Lendo as 18 páginas escritas por Farinha Simões (
leia aqui), confessado responsável pelo "atentado de Camarate", ficamos com uma dor enorme na alma. Até julgamento as pessoas são inocentes, mas perpassa em toda a "confissão" uma veracidade difícil de desfazer. Como este caso não irá a tribunal, a suspeita permanecerá no coração de cada português que ama a sua pátria, ou que ama a terra onde vive. É explícito no texto o envolvimento de personalidade mestras deste flagelado país: Gen. Costa Gomes (!), Major Canto e Castro, ambos do Conselho da Revolução de Abril. O Pinto Balsemão tinha conhecimento do que a CIA, (entenda--se a CIA, não o povo norte-americano, também ele explorado) iria realizar o atentado que assassinaria Amaro da Costa e Sá Carneiro, e não se importou...Dá para ver porquê, a acreditar no documento. Balsemão assim respondeu a um jornalista do
jornal i, a 30 de Abril de 2011:
"Tem de ser um governo amplamente maioritário, de modo que possa haver acordo,
se possível para duas legislaturas", afirma Balsemão, primeiro-ministro do
governo da Aliança Democrática (coligação formada por PSD, CDS e PPM) de 1981 a
1983. Pinto Balsemão considera "possível" um governo PS/PSD/CDS-PP, mas, quando
questionado sobre se será viável com José Sócrates, afirma que "antes de se
discutirem pessoas devemos discutir os objectivos". "As pessoas podem ser
sacrificadas se for por elas que as coisas não avançam. Dou prioridade aos
objectivos sobre as pessoas", acrescenta.
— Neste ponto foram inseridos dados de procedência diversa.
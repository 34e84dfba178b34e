//! End-to-end behavior of a session driven one line at a time.

use proptest::prelude::*;
use shellsim_terminal::{CLEAR_SCREEN, Session};
use shellsim_vfs::{Node, default_seed, path};

fn session() -> Session {
    Session::new(&default_seed()).unwrap()
}

fn child_names(s: &Session, abs: &str) -> Vec<String> {
    s.filesystem()
        .lookup(abs)
        .and_then(Node::children)
        .map(|c| c.keys().cloned().collect())
        .unwrap_or_default()
}

#[test]
fn cd_then_cat_readme() {
    let mut s = session();
    let r = s.execute("cd documents");
    assert_eq!(r.new_directory, "/home/user/documents");
    let r = s.execute("cat readme.txt");
    assert_eq!(
        r.output,
        "Welcome to the Linux Mastery Game!\nLearn Linux commands by completing challenges."
    );
    assert_eq!(r.new_directory, "/home/user/documents");
}

#[test]
fn mkdir_then_rm_restores_children() {
    let mut s = session();
    let before = child_names(&s, "/home/user");
    assert_eq!(s.execute("mkdir scratch").output, "");
    assert_ne!(child_names(&s, "/home/user"), before);
    assert_eq!(s.execute("rm -r scratch").output, "");
    assert_eq!(child_names(&s, "/home/user"), before);
}

#[test]
fn touch_twice_keeps_empty_content() {
    let mut s = session();
    s.execute("touch f");
    s.execute("touch f");
    let node = s.filesystem().lookup("/home/user/f").unwrap();
    assert_eq!(node.content(), Some(""));
}

#[test]
fn cp_does_not_alias() {
    let mut s = session();
    s.execute("cp documents/notes.txt b");
    s.execute("rm b");
    s.execute("cp documents/notes.txt b");
    s.execute("chmod 600 b");
    let a = s.filesystem().lookup("/home/user/documents/notes.txt").unwrap();
    assert_eq!(a.mode(), None);
    assert!(a.content().unwrap().starts_with("Remember:"));
}

#[test]
fn cd_up_at_root_stays_at_root() {
    let mut s = session();
    s.execute("cd /");
    let r = s.execute("cd ..");
    assert_eq!(r.output, "");
    assert_eq!(r.new_directory, "/");
}

#[test]
fn ls_dotfiles() {
    let mut s = session();
    s.execute("mkdir box");
    s.execute("touch box/.hidden box/plain");
    assert_eq!(s.execute("ls box").output, "plain");
    assert_eq!(s.execute("ls -a box").output, ".hidden  plain");
}

#[test]
fn rm_missing_reports_and_changes_nothing() {
    let mut s = session();
    let before = s.filesystem().clone();
    let r = s.execute("rm nonexistent");
    assert_eq!(
        r.output,
        "rm: cannot remove 'nonexistent': No such file or directory"
    );
    assert_eq!(r.new_directory, "/home/user");
    assert_eq!(s.filesystem(), &before);
}

#[test]
fn export_then_echo() {
    let mut s = session();
    assert_eq!(s.execute("export FOO=bar").output, "");
    assert_eq!(s.execute("echo $FOO").output, "bar");
    assert_eq!(
        s.execute("export 1BAD=x").output,
        "export: '1BAD=x': not a valid identifier"
    );
}

#[test]
fn clear_emits_escape() {
    let mut s = session();
    assert_eq!(s.execute("clear").output, CLEAR_SCREEN);
}

#[test]
fn history_lists_entered_lines() {
    let mut s = session();
    s.execute("pwd");
    s.execute("whoami");
    assert_eq!(
        s.execute("history").output,
        "    1  pwd\n    2  whoami\n    3  history"
    );
}

#[test]
fn sessions_are_isolated() {
    let seed = default_seed();
    let mut a = Session::new(&seed).unwrap();
    let mut b = Session::new(&seed).unwrap();
    a.execute("rm -r documents");
    a.execute("export ONLY_A=1");
    a.execute("cd /etc");
    assert!(b.filesystem().exists("/home/user/documents/readme.txt"));
    assert_eq!(b.env().get("ONLY_A"), None);
    assert_eq!(b.current_directory(), "/home/user");
    assert_eq!(b.execute("echo $ONLY_A").output, "");
    assert!(seed.children().unwrap().contains_key("home"));
}

#[test]
fn embedded_dotdot_is_not_found() {
    let mut s = session();
    assert_eq!(
        s.execute("cat documents/../.bashrc").output,
        "cat: documents/../.bashrc: No such file or directory"
    );
    assert_eq!(s.execute("cd documents/..").new_directory, "/home/user");
}

#[test]
fn embedded_dot_is_not_found() {
    let mut s = session();
    assert_eq!(
        s.execute("cat ./documents/readme.txt").output,
        "cat: ./documents/readme.txt: No such file or directory"
    );
    let r = s.execute("cd documents/./");
    assert_eq!(r.output, "bash: cd: documents/./: No such file or directory");
    assert_eq!(r.new_directory, "/home/user");
    assert_eq!(s.execute("cd .").new_directory, "/home/user");
}

fn all_paths(s: &Session) -> Vec<String> {
    let mut paths = vec!["/".to_string()];
    paths.extend(s.filesystem().walk("/").into_iter().map(|(p, _)| p));
    paths
}

proptest! {
    #[test]
    fn relative_and_absolute_agree(pick_cwd in 0usize..64, pick_target in 0usize..64) {
        let s = session();
        let fs = s.filesystem();
        let dirs: Vec<String> = all_paths(&s).into_iter().filter(|p| fs.is_dir(p)).collect();
        let cwd = &dirs[pick_cwd % dirs.len()];
        let paths = all_paths(&s);
        let target = &paths[pick_target % paths.len()];

        // Express the target relative to cwd when it sits below it.
        let expr = match target.strip_prefix(cwd.as_str()) {
            Some(rest) if cwd != "/" && rest.starts_with('/') => rest[1..].to_string(),
            _ => target.clone(),
        };
        let abs = path::absolute_path(&expr, cwd);
        prop_assert_eq!(fs.resolve(&abs, "/"), fs.resolve(&expr, cwd));
        prop_assert!(fs.resolve(&expr, cwd).is_some());
    }

    #[test]
    fn any_line_keeps_cwd_valid(line in "[a-z]{1,6}( [a-z./~-]{1,8}){0,3}") {
        let mut s = session();
        let r = s.execute(&line);
        prop_assert!(s.filesystem().is_dir(&r.new_directory));
        prop_assert_eq!(r.new_directory.as_str(), s.current_directory());
    }
}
Compreendem? "As pessoas podem ser sacrificadas se for por elas qua as coisas não avançam"...Um aviso à navegação, foi essa a intenção do brutal atentado que assassinou dois portugueses de grande valor, possivelmente os únicos que poderiam dar a volta à história deste país, feita de corrupção e de miséria moral e material. E aí está o nosso país, entrando na Idade das Trevas, anémico, empobrecido, sem meios de informação credíveis e combativos. Há que falar sobre esta realidade "escondida", há que desmascarar e tomar consciência. Se há suspeitas, a Justiça tem que as desfazer a bem da verdade. Talvez um dia, animados por movimentos externos que pugnam pelo respeito pela vida humana, as suspeitas e a impunidade deixem de ser um tormento para todos nós, e estas coisas se invertam.